Shortly after the War of 1812, he and his brother Rezin went into business
as slave traders with the pirate Jean Lafitte. In the 1820's they used their
   profits from the slave trade to become land speculators and eventually
established a sugar plantation with slave labor in Louisiana. Ten years
later they sold that business, and the 82 slaves who worked on it, for
$90,000.

   Bowie took his share of the profits and went to "Texas" to join Stephen F.
Austin's group of Anglo colonists. He then became involved in a scheme to
fraudulently acquire land grants from the Mexican government and ultimately
   garnered thousands of acres of land. As the crisis loomed between the
Anglo colony and the Mexican government, Bowie found himself on the side of
William Travis' "War Party," a group that brooked no conciliation with the
Mexican government and was dedicated to the creation of a "Republic of
Texas."

   The "Republic of Texas" was a natural outgrowth of the Austin colony which
brought slavery onto Mexican soil in 1821. In 1825, twenty five per cent of
the people in Austin's colony were slaves and by 1836 there were 5,000
slaves. James S. Mayfield, a later Secretary of State for the Republic of
Texas, stated that "the true policy and prosperity of this country (Texas)
depend on the maintenance" of slavery. Like all Southern plantation owners,
these Anglo-Texans had a plan for their own prosperity based on the free
labor of slaves.

   However, the problem for the slave-owning crowd was that the fledgling
national government in Mexico City threatened to restrict or abolish slavery
on Mexican land.

   So the Texas colonists organized a convention in March, 1836 to establish
the issues for which they would do battle with the Mexican government. In a
two-week period they adopted a declaration of independence from Mexico,
   declared a republic, and produced a constitution for that republic. All of
this activity occurred during the siege of the Alamo.
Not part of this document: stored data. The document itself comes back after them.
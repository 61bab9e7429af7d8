//! High level operations: list accounts and fetch statements.

use chrono::NaiveDate;
use std::sync::Arc;
use tracing::{debug, info, instrument};

use crate::auth::Authenticator;
use crate::description::{DescriptionParser, StructuredDescriptionParser};
use crate::dialog::Dialog;
use crate::error::{Error, Result};
use crate::mt940_format::Mt940Parser;
use crate::response::Response;
use crate::segments::{
    SegmentBody, SegmentType, SepaAccounts, SepaAccountsRequest, StatementRequest,
    StatementResponse,
};
use crate::transport::Transport;
use crate::types::{SepaAccount, Statement};

/// Turns concatenated statement bodies into statements.
pub trait StatementParser: Send + Sync {
    fn parse(&self, raw: &str) -> Result<Vec<Statement>>;
}

/// Send requests built by `build` until the bank stops announcing further
/// pages for `kind`. `build` receives the continuation token of the previous
/// page, `None` for the first one.
pub async fn fetch_pages<F>(
    dialog: &mut Dialog,
    auth: &dyn Authenticator,
    kind: &str,
    mut build: F,
) -> Result<Vec<Response>>
where
    F: FnMut(Option<String>) -> SegmentBody,
{
    let mut responses = Vec::new();
    let mut touchdown = None;
    loop {
        let mut request = auth.create_request(vec![build(touchdown.take())]);
        let response = dialog.send(&mut request).await?;
        touchdown = response.touchdown(&request, kind);
        responses.push(response);

        if touchdown.is_none() {
            break;
        }
        debug!(kind, page = responses.len(), "bank announced another page");
    }
    Ok(responses)
}

/// Accounts of every `HISPA` segment in `response`.
fn sepa_accounts(response: &Response) -> Result<Vec<SepaAccount>> {
    if response.find_segments(SepaAccounts::KIND).next().is_none() {
        return Err(Error::SegmentNotFound(SepaAccounts::KIND.to_string()));
    }
    Ok(response
        .find_all::<SepaAccounts>()
        .flat_map(|segment| segment.accounts.iter().cloned())
        .collect())
}

/// FinTS client for one bank user.
pub struct Client<A> {
    auth: A,
    transport: Arc<dyn Transport>,
    statement_parser: Arc<dyn StatementParser>,
    description_parser: Option<Arc<dyn DescriptionParser>>,
}

impl<A: Authenticator> Client<A> {
    /// Client with the MT940 reader and the structured description parser.
    pub fn new(auth: A, transport: Arc<dyn Transport>) -> Self {
        Client {
            auth,
            transport,
            statement_parser: Arc::new(Mt940Parser::new()),
            description_parser: Some(Arc::new(StructuredDescriptionParser::new())),
        }
    }

    pub fn with_statement_parser(mut self, parser: Arc<dyn StatementParser>) -> Self {
        self.statement_parser = parser;
        self
    }

    /// `None` leaves every description unstructured.
    pub fn with_description_parser(mut self, parser: Option<Arc<dyn DescriptionParser>>) -> Self {
        self.description_parser = parser;
        self
    }

    pub fn authenticator(&self) -> &A {
        &self.auth
    }

    /// SEPA accounts of the user.
    #[instrument(skip_all)]
    pub async fn accounts(&self) -> Result<Vec<SepaAccount>> {
        let mut dialog = self.open_dialog().await?;

        let mut request = self
            .auth
            .create_request(vec![SepaAccountsRequest::default().into()]);
        let response = dialog.send(&mut request).await?;
        dialog.end(&self.auth).await?;

        let accounts = sepa_accounts(&response)?;
        info!(accounts = accounts.len(), "fetched accounts");
        Ok(accounts)
    }

    /// Booked statements of `account` between `start` and `end`.
    #[instrument(skip_all, fields(account = %account, start = %start, end = %end))]
    pub async fn statements(
        &self,
        account: &SepaAccount,
        start: NaiveDate,
        end: NaiveDate,
    ) -> Result<Vec<Statement>> {
        let mut dialog = self.open_dialog().await?;

        let responses = fetch_pages(&mut dialog, &self.auth, StatementRequest::KIND, |touchdown| {
            StatementRequest::new(account.clone(), start, end)
                .with_touchdown(touchdown)
                .into()
        })
        .await?;
        dialog.end(&self.auth).await?;

        let booked: String = responses
            .iter()
            .flat_map(|response| response.find_all::<StatementResponse>())
            .map(|page| page.booked.as_str())
            .collect();

        let mut statements = self.statement_parser.parse(&booked)?;
        if let Some(parser) = &self.description_parser {
            for transaction in statements
                .iter_mut()
                .flat_map(|statement| statement.transactions.iter_mut())
            {
                transaction.structured_description = parser.parse(&transaction.description);
            }
        }
        info!(
            pages = responses.len(),
            statements = statements.len(),
            "fetched statements"
        );
        Ok(statements)
    }

    async fn open_dialog(&self) -> Result<Dialog> {
        let mut dialog = self.auth.create_dialog(self.transport.clone());
        dialog.sync(&self.auth).await?;
        dialog.init(&self.auth).await?;
        Ok(dialog)
    }
}
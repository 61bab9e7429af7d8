//! Structured `:86:` descriptions.
//!
//! German banks fill the MT940 information field with a fixed layout: a
//! three digit business transaction code followed by `?NN` sub fields.
//!
//! ```text
//! 166?00SEPA-GUTSCHRIFT?109310?20EREF+4711?21SVWZ+Rechnung 42?30BANKDEFFXXX?31DE02100200300000123456?32Max Mustermann
//! ```
//!
//! The purpose lines (`?20`-`?29`, `?60`-`?63`) carry the SEPA references as
//! `TAG+value` runs, which are split out into a [`PaymentReference`].

use serde::{Deserialize, Serialize};

/// Turns a free-text description into structured fields.
pub trait DescriptionParser: Send + Sync {
    /// `None` when the text does not follow a known layout.
    fn parse(&self, description: &str) -> Option<StructuredDescription>;
}

/// SEPA references found in the purpose lines.
#[derive(Debug, Clone, Default, PartialEq, Eq, Serialize, Deserialize)]
pub struct PaymentReference {
    /// `EREF`
    pub end_to_end_reference: Option<String>,
    /// `KREF`
    pub customer_reference: Option<String>,
    /// `MREF`
    pub mandate_reference: Option<String>,
    /// `CRED`
    pub creditor_id: Option<String>,
    /// `DEBT`
    pub debtor_id: Option<String>,
    /// `COAM`
    pub compensation_amount: Option<String>,
    /// `OAMT`
    pub original_amount: Option<String>,
    /// `SVWZ`
    pub remittance_information: Option<String>,
    /// `ABWA`
    pub ultimate_debtor: Option<String>,
    /// `ABWE`
    pub ultimate_creditor: Option<String>,
}

impl PaymentReference {
    fn slot(&mut self, tag: &str) -> Option<&mut Option<String>> {
        let slot = match tag {
            "EREF" => &mut self.end_to_end_reference,
            "KREF" => &mut self.customer_reference,
            "MREF" => &mut self.mandate_reference,
            "CRED" => &mut self.creditor_id,
            "DEBT" => &mut self.debtor_id,
            "COAM" => &mut self.compensation_amount,
            "OAMT" => &mut self.original_amount,
            "SVWZ" => &mut self.remittance_information,
            "ABWA" => &mut self.ultimate_debtor,
            "ABWE" => &mut self.ultimate_creditor,
            _ => return None,
        };
        Some(slot)
    }

    pub fn is_empty(&self) -> bool {
        *self == PaymentReference::default()
    }
}

const SEPA_TAGS: [&str; 10] = [
    "EREF", "KREF", "MREF", "CRED", "DEBT", "COAM", "OAMT", "SVWZ", "ABWA", "ABWE",
];

/// Fields of a structured description.
#[derive(Debug, Clone, Default, PartialEq, Eq, Serialize, Deserialize)]
pub struct StructuredDescription {
    /// Business transaction code (Geschäftsvorfallcode).
    pub transaction_code: String,
    /// `?00`
    pub booking_text: Option<String>,
    /// `?10`
    pub primanota: Option<String>,
    /// Purpose lines joined in order.
    pub purpose: String,
    pub references: PaymentReference,
    /// `?30`
    pub counterparty_bic: Option<String>,
    /// `?31`
    pub counterparty_iban: Option<String>,
    /// `?32` and `?33`
    pub counterparty_name: Option<String>,
    /// `?34`
    pub text_key_extension: Option<String>,
}

/// Parser for the `NNN?00...` layout.
#[derive(Debug, Clone, Copy, Default)]
pub struct StructuredDescriptionParser;

impl StructuredDescriptionParser {
    pub fn new() -> Self {
        StructuredDescriptionParser
    }
}

fn set(target: &mut Option<String>, value: &str) {
    if !value.is_empty() {
        target.get_or_insert_with(String::new).push_str(value);
    }
}

/// Split `TAG+value` runs. Text before the first tag is ignored.
fn payment_reference(purpose: &str) -> PaymentReference {
    let mut marks: Vec<(usize, &str)> = SEPA_TAGS
        .iter()
        .flat_map(|tag| {
            let needle = format!("{}+", tag);
            purpose
                .match_indices(&needle)
                .map(move |(index, _)| (index, *tag))
                .collect::<Vec<_>>()
        })
        .collect();
    marks.sort_unstable();

    let mut reference = PaymentReference::default();
    for (i, (start, tag)) in marks.iter().enumerate() {
        let value_start = start + tag.len() + 1;
        let value_end = marks.get(i + 1).map_or(purpose.len(), |(next, _)| *next);
        if value_end < value_start {
            continue;
        }
        let value = purpose[value_start..value_end].trim();
        if let Some(slot) = reference.slot(tag) {
            if slot.is_none() && !value.is_empty() {
                *slot = Some(value.to_string());
            }
        }
    }
    reference
}

impl DescriptionParser for StructuredDescriptionParser {
    fn parse(&self, description: &str) -> Option<StructuredDescription> {
        let description = description.trim();
        let code = description.get(..3)?;
        if !code.bytes().all(|b| b.is_ascii_digit()) {
            return None;
        }
        let rest = &description[3..];
        if !rest.is_empty() && !rest.starts_with('?') {
            return None;
        }

        let mut structured = StructuredDescription {
            transaction_code: code.to_string(),
            ..StructuredDescription::default()
        };

        for field in rest.split('?').skip(1) {
            let key = field.get(..2)?;
            if !key.bytes().all(|b| b.is_ascii_digit()) {
                return None;
            }
            let value = &field[2..];
            match key {
                "00" => set(&mut structured.booking_text, value),
                "10" => set(&mut structured.primanota, value),
                "20" | "21" | "22" | "23" | "24" | "25" | "26" | "27" | "28" | "29" | "60"
                | "61" | "62" | "63" => structured.purpose.push_str(value),
                "30" => set(&mut structured.counterparty_bic, value),
                "31" => set(&mut structured.counterparty_iban, value),
                "32" | "33" => set(&mut structured.counterparty_name, value),
                "34" => set(&mut structured.text_key_extension, value),
                _ => {}
            }
        }

        structured.references = payment_reference(&structured.purpose);
        Some(structured)
    }
}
   The Alamo defenders fought and died for the constitution of the Republic
of Texas which declared in Sections 6, 9 and 10:

   "All free white persons who emigrate to the
   republic...shall be entitled to all the privileges of citizenship.'

   "All persons of color who were slaves for life previous to their
emigration to Texas, and who are now held in bondage, shall remain in the
like state of servitude... Congress (of Texas) shall pass no laws to
prohibit emigrants from the United State of America from bringing their
slaves into the Republic with them...nor shall Congress have the power to
emancipate slaves; nor shall any slaveholder be allowed to emancipate his or
her slave or slaves...no free person of African descent either in whole or
in part shall be permitted to reside permanently in the Republic without the
consent of Congress."

   "All persons, (African, the descendants of Africans and Indians excepted,)
who were residing in Texas on the day of the Declaration of Independence
shall be
   considered citizens of the Republic and ntitled to all the privileges of
such."

   Contrary to popular mythology and the spurious history of White Man Movie
Fiction, the story of the Alamo is not a story of a fight for freedom. It is
the story of a fight for slavery. It is important for us to look honestly at
our cultural and historical mythologies so that we can learn from them. By
perpetuating the old myths, we create a stagnant and dangerous platform
which prevents our cultural and artistic growth as a society.

   Forget the Alamo as it's portrayed in this movie, but never forget what
really happened.


   Don Santina is a film historian who is the author of the Academy of Motion
Picture Archive's monograph "The History of the Cisco Kid in Film."